Pour un Caillou, au contraire, le petit garçon enviable, n’eût-il pas de
jambes, sera celui qui a un aéroplane.
… Mais Caillou, une fois qu’il est dans la nursery, ne fait pas plus
attention à Jeanne qu’à Vivette. Il sent qu’elles n’ont pas de
mauvaises intentions à son égard, ce qui lui suffit ; il ne se soucie
pas du tout de savoir qu’elles veulent lui plaire. Il les traite donc de la
même manière. Ceci ne veut pas dire qu’il leur accorde
impartialement ses faveurs ; il reste lui-même, tout simplement. Il
s’amuse pour son compte et les deux petites filles le suivent, en
essayant de se faire remarquer. Parfois l’une met sa joue sur la joue
de Caillou, et Caillou l’embrasse. Alors l’autre fait de même, et
Caillou l’embrasse également, sans y trouver beaucoup de plaisir.
Mais il ne s’ennuie pas, il est à son aise.

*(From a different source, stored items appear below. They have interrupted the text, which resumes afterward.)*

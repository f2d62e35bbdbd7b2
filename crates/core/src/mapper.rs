//! Mapping of store records into JSON-LD documents bound to the PAD ontology.
//!
//! Scalar fields that name a concept (sample, test, operator, project) are
//! wrapped in small typed sub-objects so that linked-data tooling can attach
//! them to the right class. The wire shape of these documents is a
//! compatibility contract with downstream semantic-web consumers.

use std::collections::HashMap;

use serde::Serialize;
use serde_json::Value;

use crate::error::CoreError;
use crate::ontology::OntologyContext;
use crate::records::{CardRecord, NeuralNetworkRecord, ProjectRecord, Record};
use crate::types::{format_timestamp, DbId};

/* --------------------------------------------------------------------------
Type tags
-------------------------------------------------------------------------- */

pub const TYPE_CARD: &str = "AnalyticalCard";
pub const TYPE_PROJECT: &str = "Project";
pub const TYPE_SAMPLE: &str = "Sample";
pub const TYPE_TEST: &str = "TestType";
pub const TYPE_PERSON: &str = "Person";
pub const TYPE_NEURAL_NETWORK: &str = "NeuralNetwork";

/* --------------------------------------------------------------------------
Foreign-key resolution
-------------------------------------------------------------------------- */

/// Looks up the display name of a project by id.
///
/// Implementations fail with [`CoreError::NotFound`] for unknown ids. Any
/// other error is passed through the mapper unchanged.
pub trait ProjectNameResolver {
    fn resolve_project_name(&self, project_id: DbId) -> Result<String, CoreError>;
}

impl ProjectNameResolver for HashMap<DbId, String> {
    fn resolve_project_name(&self, project_id: DbId) -> Result<String, CoreError> {
        self.get(&project_id)
            .cloned()
            .ok_or(CoreError::NotFound {
                entity: ProjectRecord::ENTITY,
                id: project_id,
            })
    }
}

/* --------------------------------------------------------------------------
Documents
-------------------------------------------------------------------------- */

/// `{"@type": ..., "name": ...}`
#[derive(Debug, Clone, PartialEq, Serialize)]
pub struct TypedName {
    #[serde(rename = "@type")]
    pub kind: &'static str,
    pub name: String,
}

impl TypedName {
    fn new(kind: &'static str, name: &str) -> Self {
        Self {
            kind,
            name: name.to_string(),
        }
    }
}

/// A dereferenced project reference on a card.
#[derive(Debug, Clone, PartialEq, Serialize)]
pub struct ProjectRef {
    #[serde(rename = "@type")]
    pub kind: &'static str,
    pub name: String,
    pub id: DbId,
}

/// One drug tested by a project.
#[derive(Debug, Clone, PartialEq, Serialize)]
pub struct DrugSample {
    #[serde(rename = "@type")]
    pub kind: &'static str,
    pub drug: String,
}

#[derive(Debug, Clone, PartialEq, Serialize)]
pub struct CardDocument {
    #[serde(rename = "@context")]
    pub context: Value,
    #[serde(rename = "@type")]
    pub kind: &'static str,
    pub id: DbId,
    pub sample: TypedName,
    pub test: TypedName,
    pub user: TypedName,
    pub project: ProjectRef,
    pub date_of_creation: Option<String>,
    pub processing_date: Option<String>,
    pub raw_image_path: String,
    pub image_path: Option<String>,
    pub camera: String,
    pub notes: String,
    pub sample_id: i64,
    pub quantity: i16,
    #[serde(skip_serializing_if = "Option::is_none")]
    pub issue_id: Option<DbId>,
    pub description: String,
}

#[derive(Debug, Clone, PartialEq, Serialize)]
pub struct ProjectDocument {
    #[serde(rename = "@context")]
    pub context: Value,
    #[serde(rename = "@type")]
    pub kind: &'static str,
    pub id: DbId,
    pub name: String,
    pub annotation: Option<String>,
    pub user: TypedName,
    pub test: TypedName,
    pub samples: Vec<DrugSample>,
    pub neutral_filler: Option<String>,
    pub concentrations: Vec<u8>,
    pub notes: String,
    pub description: String,
}

#[derive(Debug, Clone, PartialEq, Serialize)]
pub struct NeuralNetworkDocument {
    #[serde(rename = "@context")]
    pub context: Value,
    #[serde(rename = "@type")]
    pub kind: &'static str,
    pub network_id: DbId,
    pub name: String,
    pub drugs: Vec<DrugSample>,
    pub description: String,
}

/// Any document produced by [`EntityMapper`].
#[derive(Debug, Clone, PartialEq, Serialize)]
#[serde(untagged)]
pub enum SemanticDocument {
    Card(CardDocument),
    Project(ProjectDocument),
    NeuralNetwork(NeuralNetworkDocument),
}

impl From<CardDocument> for SemanticDocument {
    fn from(doc: CardDocument) -> Self {
        SemanticDocument::Card(doc)
    }
}

impl From<ProjectDocument> for SemanticDocument {
    fn from(doc: ProjectDocument) -> Self {
        SemanticDocument::Project(doc)
    }
}

impl From<NeuralNetworkDocument> for SemanticDocument {
    fn from(doc: NeuralNetworkDocument) -> Self {
        SemanticDocument::NeuralNetwork(doc)
    }
}

/* --------------------------------------------------------------------------
Mapper
-------------------------------------------------------------------------- */

/// Builds semantic documents against a shared ontology context.
#[derive(Debug, Clone, Copy)]
pub struct EntityMapper<'a> {
    context: &'a OntologyContext,
}

impl<'a> EntityMapper<'a> {
    pub fn new(context: &'a OntologyContext) -> Self {
        Self { context }
    }

    /// Map a card, dereferencing its project through `resolver`.
    ///
    /// An unknown project id fails with [`CoreError::ReferenceNotFound`].
    pub fn map_card<R>(&self, card: &CardRecord, resolver: &R) -> Result<CardDocument, CoreError>
    where
        R: ProjectNameResolver + ?Sized,
    {
        let project_name = resolver
            .resolve_project_name(card.project_id)
            .map_err(|err| match err {
                CoreError::NotFound { entity, id } => CoreError::ReferenceNotFound { entity, id },
                other => other,
            })?;

        Ok(CardDocument {
            context: self.context.to_json(),
            kind: TYPE_CARD,
            id: card.id,
            sample: TypedName::new(TYPE_SAMPLE, &card.sample_name),
            test: TypedName::new(TYPE_TEST, &card.test_name),
            user: TypedName::new(TYPE_PERSON, &card.user_name),
            project: ProjectRef {
                kind: TYPE_PROJECT,
                name: project_name,
                id: card.project_id,
            },
            date_of_creation: card.date_of_creation.as_ref().map(format_timestamp),
            processing_date: card.processing_date.as_ref().map(format_timestamp),
            raw_image_path: card.raw_file_location.clone(),
            image_path: card.processed_file_location.clone(),
            camera: card.camera_type_1.clone(),
            notes: card.notes.clone(),
            sample_id: card.sample_id,
            quantity: card.quantity,
            issue_id: card.issue_id,
            description: format!("PAD card with sample_id {}.", card.sample_id),
        })
    }

    /// Map a project. Never fails: an unrecognized sample-name shape maps to
    /// an empty sample list.
    pub fn map_project(&self, project: &ProjectRecord) -> ProjectDocument {
        if project.sample_names.is_malformed() {
            tracing::warn!(
                project_id = project.id,
                "Unrecognized sample_names shape, mapping as empty list"
            );
        }

        let samples = drug_samples(project.sample_names.names());

        let concentrations = project.concentrations.percentages();
        let description = format!(
            "PAD project tested at concentrations {}.",
            describe_concentrations(&concentrations)
        );

        ProjectDocument {
            context: self.context.to_json(),
            kind: TYPE_PROJECT,
            id: project.id,
            name: project.project_name.clone(),
            annotation: project.annotation.clone(),
            user: TypedName::new(TYPE_PERSON, &project.user_name),
            test: TypedName::new(TYPE_TEST, &project.test_name),
            samples,
            neutral_filler: project.neutral_filler.clone(),
            concentrations,
            notes: project.notes.clone(),
            description,
        }
    }

    /// Map a neural network. A network stored without a description gets
    /// one naming how many drugs it reads.
    pub fn map_neural_network(&self, network: &NeuralNetworkRecord) -> NeuralNetworkDocument {
        let description = if network.description.trim().is_empty() {
            format!(
                "PAD neural network {} reading {} drugs.",
                network.name,
                network.drugs.len()
            )
        } else {
            network.description.clone()
        };

        NeuralNetworkDocument {
            context: self.context.to_json(),
            kind: TYPE_NEURAL_NETWORK,
            network_id: network.id,
            name: network.name.clone(),
            drugs: drug_samples(&network.drugs),
            description,
        }
    }
}

fn drug_samples(names: &[String]) -> Vec<DrugSample> {
    names
        .iter()
        .map(|drug| DrugSample {
            kind: TYPE_SAMPLE,
            drug: drug.clone(),
        })
        .collect()
}

fn describe_concentrations(levels: &[u8]) -> String {
    if levels.is_empty() {
        return "none".to_string();
    }
    levels
        .iter()
        .map(u8::to_string)
        .collect::<Vec<_>>()
        .join(", ")
}

/* --------------------------------------------------------------------------
Tests
-------------------------------------------------------------------------- */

Cependant on vient le chercher, pour dire bonjour à la maman de
Vivette. Il y va ingénument, sans grands regrets ni satisfaction
évidente. Je ne sais pas ce qu’on lui dit, je ne sais pas ce qu’il
répond, et ceci n’importe pas à l’histoire. Mais tout à coup on entend,
dans la nursery, des pleurs et des cris qui font retentir les murailles,
et les mères se précipitent.
Un sentiment obscur et puissant, quelque chose comme un
désespoir passionné, venait de s’emparer de Vivette et de Jeanne,
laissées à elles-mêmes. Ni l’une ni l’autre n’a réussi à vraiment
attirer l’attention de Caillou, et durant toute une heure leur amertume
en a grandi ; elles s’en rendent, sans même s’en douter,
réciproquement responsables. Voilà pourquoi, l’objet de leur rivalité
ayant disparu, la querelle a éclaté, sans qu’elles sachent pourquoi.